Newswise — The nurses at Emory Hospital who cared for the two U.S. Ebola patients around the clock until their discharge this week are not immune from fear. No nurses are. The truth stares us in the face every time an indiscriminate killer like Ebola or any horrific strain goes viral.

Nurses are so often the first to reach the front lines of an epidemic, the first to recognize and try to relieve patient pain, and the first to get to work healing the sick regardless of the challenges and obstacles. Whether it’s in Atlanta or Africa, nurses are right now at the bedside dealing with the danger of a disease spread through contact with blood, vomit, saliva, and diarrhea. So why on earth would nurses be there? Because that is nursing: sometimes dirty and dangerous, always physically demanding, and rewarding as hell. We were never promised it would be easy, or safe. They didn’t tell us that because nurses don’t wait to be told.
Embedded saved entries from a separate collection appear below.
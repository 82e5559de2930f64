//! Drives a tree against a paged in-memory source and prints the
//! flattened sequence after each load round.

use std::collections::HashMap;

use futures::executor::block_on;
use lazytree_core::EdgeState;
use lazytree_core::FetchPage;
use lazytree_core::NodeItem;
use lazytree_core::PageUpdate;
use lazytree_core::Tree;
use lazytree_core::TreeSource;
use lazytree_core::ROOT_KEY;

struct Catalog {
    sections: HashMap<String, Vec<String>>,
    entries: HashMap<String, Vec<String>>,
    page_size: usize,
}

impl TreeSource for Catalog {
    type Branch = String;
    type Leaf = String;
    type Error = String;

    fn branch_key(&self, branch: &String) -> String {
        branch.clone()
    }

    fn leaf_key(&self, leaf: &String) -> String {
        leaf.clone()
    }

    async fn fetch_branches(
        &self,
        parent: Option<&String>,
        edge: EdgeState,
    ) -> Result<FetchPage<String>, String> {
        let key = parent.cloned().unwrap_or_else(|| ROOT_KEY.to_string());
        let all = self.sections.get(&key).cloned().unwrap_or_default();
        let items: Vec<String> = all.into_iter().skip(edge.offset).take(self.page_size).collect();
        let next = edge.offset + items.len();
        Ok(FetchPage::with_page(items, PageUpdate::advance_to(next)))
    }

    async fn fetch_leaves(
        &self,
        parent: Option<&String>,
        edge: EdgeState,
    ) -> Result<FetchPage<String>, String> {
        let key = parent.cloned().unwrap_or_else(|| ROOT_KEY.to_string());
        let all = self.entries.get(&key).cloned().unwrap_or_default();
        let items: Vec<String> = all.into_iter().skip(edge.offset).take(self.page_size).collect();
        let next = edge.offset + items.len();
        Ok(FetchPage::with_page(items, PageUpdate::advance_to(next)))
    }
}

fn dump<S: TreeSource>(tree: &Tree<S>)
where
    S::Branch: std::fmt::Display,
    S::Leaf: std::fmt::Display,
{
    for node in tree.nodes() {
        let indent = "  ".repeat(node.depth());
        match &node.item {
            NodeItem::Branch(b) => println!("{indent}+ {b}"),
            NodeItem::Leaf(l) => {
                let more = if node.is_last && node.has_more { " …" } else { "" };
                println!("{indent}- {l}{more}");
            }
        }
    }
}

fn main() -> Result<(), String> {
    let mut sections = HashMap::new();
    sections.insert(
        ROOT_KEY.to_string(),
        vec!["rust".to_string(), "zig".to_string()],
    );
    let mut entries = HashMap::new();
    entries.insert(
        "rust".to_string(),
        (1..=5).map(|i| format!("rust-{i:02}")).collect(),
    );

    let catalog = Catalog {
        sections,
        entries,
        page_size: 2,
    };
    let mut tree: Tree<Catalog> = Tree::new();

    block_on(tree.load_more(&catalog, None))?;
    println!("after root load:");
    dump(&tree);

    tree.expand(&catalog, &"rust".to_string());
    block_on(tree.load_more(&catalog, Some(&"rust".to_string())))?;
    println!("\nafter expanding rust:");
    dump(&tree);

    // Keep feeding the viewport feedback until everything on screen is
    // backed by complete edges.
    loop {
        let targets = tree.prefetch_targets(0..tree.len());
        if targets.is_empty() || !block_on(tree.load_many(&catalog, &targets))? {
            break;
        }
        println!("\nafter a prefetch round:");
        dump(&tree);
    }

    Ok(())
}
We are called, we act, and we save lives.

Ever since Florence Nightingale, “The Lady With the Lamp,” took it upon herself to care for the sick and the wounded in the Crimean War in the 1850s, nurses have proven their value and their valor where care is most daunting and risky. More modern examples include the MASH nurses in the Korean War and the HIV epidemic of the United States, before advanced treatments, when AIDS was a death sentence. In the Eighties, an accidental needle stick or a drop of tainted blood reaching an open paper cut could have serious repercussions. How about polio? Or cholera? Or smallpox?

Physicians, nurses and other healthcare professionals make powerful life-saving teams in hospital settings across the globe. Today, nurses are full partners and leaders in the healthcare process. But the fact is their role in patient care is unmatched. Because of their level of patient engagement, they are the bridge between patients and the healthcare system, the moral compass for patients’ rights and privacy.

Hopefully, one day soon, nurses, physicians and public health researchers will have beaten Ebola. Unfortunately, as history has shown us, new epidemics will emerge, perhaps far more dangerous. Whatever comes, nurses will be there, at the front lines, at the bedside, caring for the sick and the most contagious. We will not do our duty without precautions or fear, but we will do it. This is not crazy. This is nursing.